> _To do_: Search the records below for the string "ItemId", and report each line that contains it.

> _Stored data_:
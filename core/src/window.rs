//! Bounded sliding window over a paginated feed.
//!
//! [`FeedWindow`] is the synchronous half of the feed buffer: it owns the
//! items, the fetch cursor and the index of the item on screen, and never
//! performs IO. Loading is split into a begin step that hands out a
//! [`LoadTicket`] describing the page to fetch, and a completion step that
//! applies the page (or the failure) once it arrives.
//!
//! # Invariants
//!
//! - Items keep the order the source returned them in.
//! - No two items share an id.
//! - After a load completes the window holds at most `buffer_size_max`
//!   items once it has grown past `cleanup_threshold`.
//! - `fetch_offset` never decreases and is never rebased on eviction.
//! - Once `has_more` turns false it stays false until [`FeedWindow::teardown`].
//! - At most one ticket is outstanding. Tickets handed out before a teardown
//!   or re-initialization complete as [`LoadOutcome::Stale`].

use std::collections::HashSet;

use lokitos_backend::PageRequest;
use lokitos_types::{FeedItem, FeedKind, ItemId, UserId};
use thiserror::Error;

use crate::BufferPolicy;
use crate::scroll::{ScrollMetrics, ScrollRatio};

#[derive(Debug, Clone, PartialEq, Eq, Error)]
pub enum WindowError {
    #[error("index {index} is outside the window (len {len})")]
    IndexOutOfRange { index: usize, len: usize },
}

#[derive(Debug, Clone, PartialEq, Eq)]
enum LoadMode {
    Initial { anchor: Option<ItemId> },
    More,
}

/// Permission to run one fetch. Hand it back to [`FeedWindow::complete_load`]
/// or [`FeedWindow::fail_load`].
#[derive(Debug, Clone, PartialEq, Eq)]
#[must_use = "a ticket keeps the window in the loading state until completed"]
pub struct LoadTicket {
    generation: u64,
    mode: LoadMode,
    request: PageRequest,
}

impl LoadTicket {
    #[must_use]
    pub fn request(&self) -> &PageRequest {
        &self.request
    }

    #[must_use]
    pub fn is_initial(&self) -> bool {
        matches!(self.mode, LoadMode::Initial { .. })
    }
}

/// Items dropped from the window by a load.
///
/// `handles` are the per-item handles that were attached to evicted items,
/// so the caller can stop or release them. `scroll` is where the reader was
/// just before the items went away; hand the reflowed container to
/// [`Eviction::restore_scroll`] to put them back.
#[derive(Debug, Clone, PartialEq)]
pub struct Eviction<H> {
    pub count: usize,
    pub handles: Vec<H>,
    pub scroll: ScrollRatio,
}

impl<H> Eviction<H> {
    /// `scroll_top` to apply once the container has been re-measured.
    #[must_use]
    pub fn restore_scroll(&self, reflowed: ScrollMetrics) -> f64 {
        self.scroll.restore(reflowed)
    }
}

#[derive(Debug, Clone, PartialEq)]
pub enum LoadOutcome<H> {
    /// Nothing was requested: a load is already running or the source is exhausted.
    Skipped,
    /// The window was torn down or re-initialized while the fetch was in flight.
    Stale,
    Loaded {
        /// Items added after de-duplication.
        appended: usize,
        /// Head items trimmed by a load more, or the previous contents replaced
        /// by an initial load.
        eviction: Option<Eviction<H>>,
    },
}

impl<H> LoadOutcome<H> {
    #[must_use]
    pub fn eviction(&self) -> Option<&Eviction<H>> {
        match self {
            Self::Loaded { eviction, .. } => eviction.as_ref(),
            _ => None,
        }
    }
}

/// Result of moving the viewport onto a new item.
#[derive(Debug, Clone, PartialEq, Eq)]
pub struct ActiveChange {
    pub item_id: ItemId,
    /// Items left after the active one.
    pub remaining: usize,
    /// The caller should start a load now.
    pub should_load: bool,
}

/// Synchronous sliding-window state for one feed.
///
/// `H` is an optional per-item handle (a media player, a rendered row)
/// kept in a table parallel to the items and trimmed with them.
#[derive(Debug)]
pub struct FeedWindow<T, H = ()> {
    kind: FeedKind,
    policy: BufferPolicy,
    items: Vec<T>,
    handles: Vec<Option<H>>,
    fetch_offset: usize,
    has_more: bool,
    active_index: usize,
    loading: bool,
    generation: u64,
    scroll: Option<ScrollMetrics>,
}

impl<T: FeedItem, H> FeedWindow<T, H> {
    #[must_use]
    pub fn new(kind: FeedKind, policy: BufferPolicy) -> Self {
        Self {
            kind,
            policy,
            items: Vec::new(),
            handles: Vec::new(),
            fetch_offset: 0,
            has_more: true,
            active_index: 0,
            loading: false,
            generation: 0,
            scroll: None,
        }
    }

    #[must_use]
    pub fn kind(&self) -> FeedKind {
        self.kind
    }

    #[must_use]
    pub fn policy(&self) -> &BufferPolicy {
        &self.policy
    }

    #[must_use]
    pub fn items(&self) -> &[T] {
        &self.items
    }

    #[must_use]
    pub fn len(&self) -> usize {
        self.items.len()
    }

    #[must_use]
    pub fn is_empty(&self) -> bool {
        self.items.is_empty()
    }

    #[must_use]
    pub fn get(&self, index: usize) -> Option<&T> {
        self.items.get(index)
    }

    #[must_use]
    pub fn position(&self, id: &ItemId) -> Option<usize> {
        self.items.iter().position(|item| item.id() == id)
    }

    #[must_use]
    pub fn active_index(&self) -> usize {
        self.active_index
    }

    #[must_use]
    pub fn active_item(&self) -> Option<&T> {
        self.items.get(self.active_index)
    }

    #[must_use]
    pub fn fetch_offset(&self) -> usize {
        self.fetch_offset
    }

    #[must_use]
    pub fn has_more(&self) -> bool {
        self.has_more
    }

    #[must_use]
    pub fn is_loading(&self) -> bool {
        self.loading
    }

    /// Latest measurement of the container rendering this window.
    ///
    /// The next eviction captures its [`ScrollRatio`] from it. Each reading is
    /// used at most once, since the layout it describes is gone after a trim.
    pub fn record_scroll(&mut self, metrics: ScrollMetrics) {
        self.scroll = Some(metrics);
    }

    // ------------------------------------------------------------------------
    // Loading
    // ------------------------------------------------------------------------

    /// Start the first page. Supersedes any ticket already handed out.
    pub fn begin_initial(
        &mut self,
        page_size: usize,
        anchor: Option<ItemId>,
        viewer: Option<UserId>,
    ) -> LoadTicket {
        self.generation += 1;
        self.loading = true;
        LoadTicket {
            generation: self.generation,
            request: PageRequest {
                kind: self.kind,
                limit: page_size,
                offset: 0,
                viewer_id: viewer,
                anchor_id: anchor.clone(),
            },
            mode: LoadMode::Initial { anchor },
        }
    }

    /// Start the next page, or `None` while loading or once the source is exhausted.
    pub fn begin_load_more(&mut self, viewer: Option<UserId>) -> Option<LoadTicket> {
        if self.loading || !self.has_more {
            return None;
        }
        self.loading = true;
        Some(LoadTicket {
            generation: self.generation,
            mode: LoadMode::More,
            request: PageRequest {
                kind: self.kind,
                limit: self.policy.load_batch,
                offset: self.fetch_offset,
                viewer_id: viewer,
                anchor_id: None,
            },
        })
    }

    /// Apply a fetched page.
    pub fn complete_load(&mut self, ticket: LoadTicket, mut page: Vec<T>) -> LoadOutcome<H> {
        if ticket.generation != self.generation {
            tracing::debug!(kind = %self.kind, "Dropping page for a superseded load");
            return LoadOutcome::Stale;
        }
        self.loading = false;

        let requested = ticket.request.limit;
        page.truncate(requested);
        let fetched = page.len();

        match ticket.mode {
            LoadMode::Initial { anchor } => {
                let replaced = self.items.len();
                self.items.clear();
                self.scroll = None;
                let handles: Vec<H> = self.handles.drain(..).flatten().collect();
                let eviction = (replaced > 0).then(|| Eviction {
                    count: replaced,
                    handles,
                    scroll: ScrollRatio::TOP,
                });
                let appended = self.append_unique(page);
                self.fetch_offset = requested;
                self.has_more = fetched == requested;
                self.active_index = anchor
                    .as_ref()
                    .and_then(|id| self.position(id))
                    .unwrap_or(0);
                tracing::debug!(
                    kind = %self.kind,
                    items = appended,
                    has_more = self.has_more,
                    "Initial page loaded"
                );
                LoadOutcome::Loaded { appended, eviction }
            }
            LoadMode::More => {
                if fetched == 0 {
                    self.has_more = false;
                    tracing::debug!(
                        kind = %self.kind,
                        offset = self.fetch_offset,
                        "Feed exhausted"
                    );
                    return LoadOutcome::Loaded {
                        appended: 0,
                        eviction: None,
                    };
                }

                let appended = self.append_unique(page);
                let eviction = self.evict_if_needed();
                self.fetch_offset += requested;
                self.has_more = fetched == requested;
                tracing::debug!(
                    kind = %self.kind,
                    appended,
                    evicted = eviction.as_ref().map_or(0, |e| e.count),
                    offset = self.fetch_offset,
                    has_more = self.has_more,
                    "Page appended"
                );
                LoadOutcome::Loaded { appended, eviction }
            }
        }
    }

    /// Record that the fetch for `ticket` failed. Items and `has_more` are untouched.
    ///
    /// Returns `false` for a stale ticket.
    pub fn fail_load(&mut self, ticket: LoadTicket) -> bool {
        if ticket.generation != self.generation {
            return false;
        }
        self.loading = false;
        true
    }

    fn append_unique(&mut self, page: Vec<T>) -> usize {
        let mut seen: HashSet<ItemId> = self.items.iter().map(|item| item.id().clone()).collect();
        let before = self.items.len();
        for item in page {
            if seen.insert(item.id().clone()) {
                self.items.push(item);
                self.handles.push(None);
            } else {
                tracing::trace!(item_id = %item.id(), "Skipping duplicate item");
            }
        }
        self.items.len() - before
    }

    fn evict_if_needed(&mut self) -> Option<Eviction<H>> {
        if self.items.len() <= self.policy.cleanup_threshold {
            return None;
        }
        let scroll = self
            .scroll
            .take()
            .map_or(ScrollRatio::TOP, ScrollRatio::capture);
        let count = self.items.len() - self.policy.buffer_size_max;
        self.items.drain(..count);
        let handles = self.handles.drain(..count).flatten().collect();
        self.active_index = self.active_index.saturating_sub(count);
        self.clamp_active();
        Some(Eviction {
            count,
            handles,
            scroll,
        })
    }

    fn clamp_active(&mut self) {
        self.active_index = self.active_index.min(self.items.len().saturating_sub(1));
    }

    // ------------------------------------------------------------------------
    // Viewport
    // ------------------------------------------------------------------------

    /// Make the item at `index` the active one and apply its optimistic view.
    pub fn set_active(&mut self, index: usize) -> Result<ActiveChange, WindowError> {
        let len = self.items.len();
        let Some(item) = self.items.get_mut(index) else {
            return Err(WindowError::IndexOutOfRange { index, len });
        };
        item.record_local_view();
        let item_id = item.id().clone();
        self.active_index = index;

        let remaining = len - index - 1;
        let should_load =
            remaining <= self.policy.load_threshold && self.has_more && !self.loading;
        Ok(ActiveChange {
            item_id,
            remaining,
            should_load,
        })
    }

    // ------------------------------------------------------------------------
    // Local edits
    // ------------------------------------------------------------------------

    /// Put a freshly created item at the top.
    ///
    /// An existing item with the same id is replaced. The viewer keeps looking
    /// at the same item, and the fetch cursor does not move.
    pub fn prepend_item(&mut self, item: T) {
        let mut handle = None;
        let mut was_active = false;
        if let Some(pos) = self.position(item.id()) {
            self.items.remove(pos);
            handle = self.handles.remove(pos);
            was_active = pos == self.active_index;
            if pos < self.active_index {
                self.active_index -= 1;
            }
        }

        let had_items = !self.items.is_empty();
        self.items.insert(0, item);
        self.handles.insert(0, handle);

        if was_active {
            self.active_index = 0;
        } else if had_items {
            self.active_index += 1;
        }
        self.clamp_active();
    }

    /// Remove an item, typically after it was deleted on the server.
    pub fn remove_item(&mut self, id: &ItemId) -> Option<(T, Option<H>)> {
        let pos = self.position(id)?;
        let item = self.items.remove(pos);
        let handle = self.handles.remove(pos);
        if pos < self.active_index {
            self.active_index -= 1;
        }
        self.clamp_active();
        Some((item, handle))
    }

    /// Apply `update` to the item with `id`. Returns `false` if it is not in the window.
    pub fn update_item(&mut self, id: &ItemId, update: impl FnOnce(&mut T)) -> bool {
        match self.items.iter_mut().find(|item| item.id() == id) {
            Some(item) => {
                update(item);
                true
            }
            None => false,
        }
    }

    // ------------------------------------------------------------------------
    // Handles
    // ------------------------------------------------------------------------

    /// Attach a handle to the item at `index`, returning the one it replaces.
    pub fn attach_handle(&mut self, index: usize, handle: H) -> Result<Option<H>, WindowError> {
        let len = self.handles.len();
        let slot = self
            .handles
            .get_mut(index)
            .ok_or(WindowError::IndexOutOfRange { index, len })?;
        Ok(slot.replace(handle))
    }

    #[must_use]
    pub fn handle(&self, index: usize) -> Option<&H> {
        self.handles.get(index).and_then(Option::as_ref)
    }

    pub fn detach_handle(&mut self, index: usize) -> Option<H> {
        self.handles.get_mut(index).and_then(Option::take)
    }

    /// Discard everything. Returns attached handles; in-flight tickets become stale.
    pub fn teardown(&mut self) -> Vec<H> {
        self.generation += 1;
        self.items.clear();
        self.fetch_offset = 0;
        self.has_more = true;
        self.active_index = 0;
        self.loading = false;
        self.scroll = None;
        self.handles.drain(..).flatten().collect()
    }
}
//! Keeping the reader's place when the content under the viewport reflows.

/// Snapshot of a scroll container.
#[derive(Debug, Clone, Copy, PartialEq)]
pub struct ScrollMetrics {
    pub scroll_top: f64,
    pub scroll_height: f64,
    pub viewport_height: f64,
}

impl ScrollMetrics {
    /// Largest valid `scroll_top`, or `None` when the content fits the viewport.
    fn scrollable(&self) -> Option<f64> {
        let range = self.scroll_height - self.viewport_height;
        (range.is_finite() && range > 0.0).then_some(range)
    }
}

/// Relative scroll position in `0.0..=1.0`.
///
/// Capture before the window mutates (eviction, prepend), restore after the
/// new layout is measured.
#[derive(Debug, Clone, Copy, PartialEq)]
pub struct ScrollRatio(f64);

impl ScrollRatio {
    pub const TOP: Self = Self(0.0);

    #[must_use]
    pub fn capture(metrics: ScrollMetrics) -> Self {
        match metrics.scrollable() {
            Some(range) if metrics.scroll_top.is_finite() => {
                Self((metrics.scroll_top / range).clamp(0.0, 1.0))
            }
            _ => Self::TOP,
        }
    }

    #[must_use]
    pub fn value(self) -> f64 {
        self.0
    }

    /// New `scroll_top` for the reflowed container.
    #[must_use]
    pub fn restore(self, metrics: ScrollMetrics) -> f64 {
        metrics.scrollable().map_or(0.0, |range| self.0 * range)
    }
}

> _Your solution_:
use lokitos_types::{FeedItem, FeedKind, ItemId, UserId};
    Initial { anchor: Option<ItemId> },
    pub item_id: ItemId,
    pub fn position(&self, id: &ItemId) -> Option<usize> {
        anchor: Option<ItemId>,
        let mut seen: HashSet<ItemId> = self.items.iter().map(|item| item.id().clone()).collect();
    pub fn remove_item(&mut self, id: &ItemId) -> Option<(T, Option<H>)> {
    pub fn update_item(&mut self, id: &ItemId, update: impl FnOnce(&mut T)) -> bool {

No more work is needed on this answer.